For PETRIC2, we additionally apply a Gaussian pre-filter (FWHM = 6mm) to the OSEM warm-start image before beginning the iteration.

Our contribution: learned convolution kernels

We replace the scalar step size $\alpha_t$ with a learned 3D convolution kernel $K_t$:

$$\Delta x_t = K_t * (P_t \tilde{g}_t)$$

Since convolution is linear in the kernel, the training objective is a linear least-squares problem that can be solved efficiently using Conjugate Gradients (CG) — no backpropagation, unrolling, or automatic differentiation is required. Each kernel is learned in under 100 CG iterations (seconds, not minutes).

This approach is based on: Fahy, Golbabaee, Ehrhardt. Greedy learning to optimize with convergence guarantees. arXiv:2406.00260, 2024.

Training

Kernels were trained on a small subset of the available datasets (5 out of 13). Due to the heterogeneity of PET scanner geometries across datasets, the kernels are trained to be iteration-dependent but not data-adaptive — the same kernel $K_t$ is applied to all datasets at iteration $t$, relying on the preconditioned gradient $P_t \tilde{g}_t$ to absorb scanner-specific differences.
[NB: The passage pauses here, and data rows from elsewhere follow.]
// src/domain/alerts.rs

use crate::domain::prospect::StoredProspect;

/// An active alert subscription joined with its owner's contact info.
/// Read-only to this pipeline; the dashboard owns the rows.
#[derive(Debug, Clone)]
pub struct Subscription {
    pub alert_id: i64,
    pub user_id: i64,
    pub user_name: String,
    pub email: Option<String>,
    /// Comma-separated address substrings, e.g. "강남,서초". None/empty = any.
    pub region_filter: Option<String>,
    /// Comma-separated prospect kinds, e.g. "NEW_BUILD". None/empty = any.
    pub type_filter: Option<String>,
    /// Minimum fit score. None = any.
    pub min_score: Option<i64>,
    pub email_enabled: bool,
    pub push_enabled: bool,
}

/// All three filters must pass (logical AND); an unset filter is vacuously
/// true. Region matching is case-sensitive substring containment, matching
/// how users enter district names.
pub fn matches(sub: &Subscription, prospect: &StoredProspect) -> bool {
    if let Some(min) = sub.min_score {
        if prospect.fit_score < min {
            return false;
        }
    }

    if let Some(filter) = nonempty(sub.type_filter.as_deref()) {
        let allowed = filter
            .split(',')
            .map(str::trim)
            .any(|t| t == prospect.kind.as_str());
        if !allowed {
            return false;
        }
    }

    if let Some(filter) = nonempty(sub.region_filter.as_deref()) {
        let hit = filter
            .split(',')
            .map(str::trim)
            .filter(|r| !r.is_empty())
            .any(|r| prospect.address.contains(r));
        if !hit {
            return false;
        }
    }

    true
}

fn nonempty(filter: Option<&str>) -> Option<&str> {
    filter.map(str::trim).filter(|s| !s.is_empty())
}

/// One user's matched prospects for this pass. `prospects` preserves the
/// input ordering, so with a score-descending input the first element is the
/// user's top prospect.
#[derive(Debug)]
pub struct SubscriptionMatches<'a> {
    pub subscription: &'a Subscription,
    pub prospects: Vec<&'a StoredProspect>,
}

impl SubscriptionMatches<'_> {
    pub fn top(&self) -> &StoredProspect {
        self.prospects[0]
    }
}

/// Evaluate every subscription against the prospect list. Subscriptions with
/// zero matches are dropped entirely — no empty notifications.
pub fn match_subscriptions<'a>(
    subscriptions: &'a [Subscription],
    prospects: &'a [StoredProspect],
) -> Vec<SubscriptionMatches<'a>> {
    subscriptions
        .iter()
        .filter_map(|sub| {
            let matched: Vec<&StoredProspect> =
                prospects.iter().filter(|p| matches(sub, p)).collect();
            if matched.is_empty() {
                None
            } else {
                Some(SubscriptionMatches {
                    subscription: sub,
                    prospects: matched,
                })
            }
        })
        .collect()
}
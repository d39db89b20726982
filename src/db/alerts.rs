use crate::db::connection::Database;
use crate::domain::alerts::Subscription;
use crate::errors::PipelineError;

/// Active subscriptions with at least one delivery channel on, joined with
/// the owning user's contact info.
pub fn active_subscriptions(db: &Database) -> Result<Vec<Subscription>, PipelineError> {
    db.with_conn(|conn| {
        let mut stmt = conn
            .prepare(
                r#"
                SELECT
                    a.id,             -- 0
                    a.user_id,        -- 1
                    u.name,           -- 2
                    u.email,          -- 3
                    a.region_filter,  -- 4
                    a.type_filter,    -- 5
                    a.min_score,      -- 6
                    a.email_enabled,  -- 7
                    a.push_enabled    -- 8
                FROM user_alerts a
                JOIN users u ON u.id = a.user_id
                WHERE a.is_active = 1
                  AND (a.email_enabled = 1 OR a.push_enabled = 1)
                "#,
            )
            .map_err(|e| PipelineError::DbError(e.to_string()))?;

        let rows = stmt
            .query_map([], |row| {
                Ok(Subscription {
                    alert_id: row.get(0)?,
                    user_id: row.get(1)?,
                    user_name: row.get(2)?,
                    email: row.get(3)?,
                    region_filter: row.get(4)?,
                    type_filter: row.get(5)?,
                    min_score: row.get(6)?,
                    email_enabled: row.get::<_, i64>(7)? != 0,
                    push_enabled: row.get::<_, i64>(8)? != 0,
                })
            })
            .map_err(|e| PipelineError::DbError(e.to_string()))?;

        let mut out = Vec::new();
        for r in rows {
            out.push(r.map_err(|e| PipelineError::DbError(e.to_string()))?);
        }
        Ok(out)
    })
}
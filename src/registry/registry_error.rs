use std::error::Error;
use std::fmt;

#[derive(Debug)]
pub enum RegistryError {
    Network(String),
    Http(String),
    XmlParse(String),
    Api(String),
}

impl fmt::Display for RegistryError {
    fn fmt(&self, f: &mut fmt::Formatter<'_>) -> fmt::Result {
        match self {
            RegistryError::Network(msg) => write!(f, "Network error: {msg}"),
            RegistryError::Http(msg) => write!(f, "HTTP error: {msg}"),
            RegistryError::XmlParse(msg) => write!(f, "XML parse error: {msg}"),
            RegistryError::Api(msg) => write!(f, "Registry API error: {msg}"),
        }
    }
}

impl Error for RegistryError {}
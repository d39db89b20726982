// errors.rs
use std::fmt;

/// Errors originating from the pipeline driver or downstream layers (DB, config).
/// Fetch and delivery failures have their own local error types and are
/// swallowed at their batch boundaries; this enum is what crosses a stage
/// boundary up to the scheduler.
#[derive(Debug)]
pub enum PipelineError {
    Config(String),
    DbError(String),
    InternalError,
}

impl fmt::Display for PipelineError {
    fn fmt(&self, f: &mut fmt::Formatter<'_>) -> fmt::Result {
        match self {
            PipelineError::Config(msg) => write!(f, "Config error: {msg}"),
            PipelineError::DbError(msg) => write!(f, "Database Error: {msg}"),
            PipelineError::InternalError => write!(f, "Internal Pipeline Error"),
        }
    }
}

impl std::error::Error for PipelineError {}
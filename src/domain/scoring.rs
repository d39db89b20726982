// src/domain/scoring.rs

/// Fixed score assigned to vacancy prospects, where no building attributes
/// are available to score against.
pub const VACANCY_FIT_SCORE: i64 = 70;

/// Heuristic suitability score for a building, 0-100+.
///
/// Base 70, with independent cumulative bonuses; a 250㎡ building collects
/// both area bonuses. Thresholds are load-bearing for downstream alert
/// filters, so they must not drift.
pub fn score_building(total_area: f64, ground_floors: i64) -> i64 {
    let mut score = 70;
    if total_area >= 100.0 {
        score += 10;
    }
    if total_area >= 200.0 {
        score += 10;
    }
    if ground_floors >= 5 {
        score += 5;
    }
    score
}

/// Ranked medical specialties recommended for a floor area. The buckets are
/// half-open, mutually exclusive, and total over all inputs; unparseable
/// areas arrive here as 0.0 and land in the default bucket.
pub fn recommend_departments(total_area: f64) -> Vec<String> {
    let depts: &[&str] = if total_area >= 200.0 {
        &["정형외과", "재활의학과"]
    } else if total_area >= 100.0 {
        &["내과", "이비인후과", "소아과"]
    } else if total_area >= 50.0 {
        &["피부과", "안과"]
    } else {
        &["내과", "가정의학과"]
    };
    depts.iter().map(|d| d.to_string()).collect()
}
Learned kernels are used for the first epoch only (when the full gradient is computed). Beyond the first epoch, stochastic subset gradients made the learning signal too noisy — learned kernels converged to approximately zero. After the first epoch, the algorithm switches back to standard MaGeZ with a hand-tuned decreasing step size schedule.

Submitted algorithms

Submission 1: Whole-object kernel loss

The kernel regression loss is computed over the whole-object mask:

$$K_t^* = \arg\min_K \sum_{n=1}^{N} | x_{t,n} - K * (P_{t,n} \tilde{g}_{t,n}) - x_n^\star |_{M_{\mathrm{obj},n}}^2$$

Submission 2: VOI-aware kernel loss

The kernel regression loss uses a weighted combination that directly targets the PETRIC2 evaluation metrics. For whole-object and background masks, per-voxel MSE is used (proxy for NRMSE). For each VOI region, the squared error of means is used (proxy for AEM):

$$K_t^* = \arg\min_K \sum_{n=1}^{N} \frac{1}{C_n} \left[ \sum_{j \in {\mathrm{obj}, \mathrm{bg}}} \frac{1}{|M_{j,n}|} \sum_{i \in M_{j,n}} (\hat{x}_n^{(i)} - x_n^{\star(i)})^2 + \sum_{k=1}^{K_n} \big(\mathrm{mean}(\hat{x}_n; R_{k,n}) - \mathrm{mean}(x_n^\star; R_{k,n})\big)^2 \right]$$

where $\hat{x}n = x{t,n} - K * (P_{t,n} \tilde{g}_{t,n})$.

Full algorithm

  1. Epoch 1 ($t = 0, \ldots, S-1$): use learned kernels

$$x_{t+1} = \big[ x_t - K_t^* * (P_t \tilde{g}_t) \big]_+$$

  1. Epochs ≥ 2: standard MaGeZ with $\alpha_t = 1.5$ for $t \le 60$, and $\alpha_t = 1$ otherwise

$$x_{t+1} = \big[ x_t - \alpha_t P_t \tilde{g}_t \big]_+$$

Acknowledgements

We thank the PETRIC2 organisers for a very interesting challenge. This work builds on the MaGeZ algorithm by Ehrhardt, Schramm, and Kereta.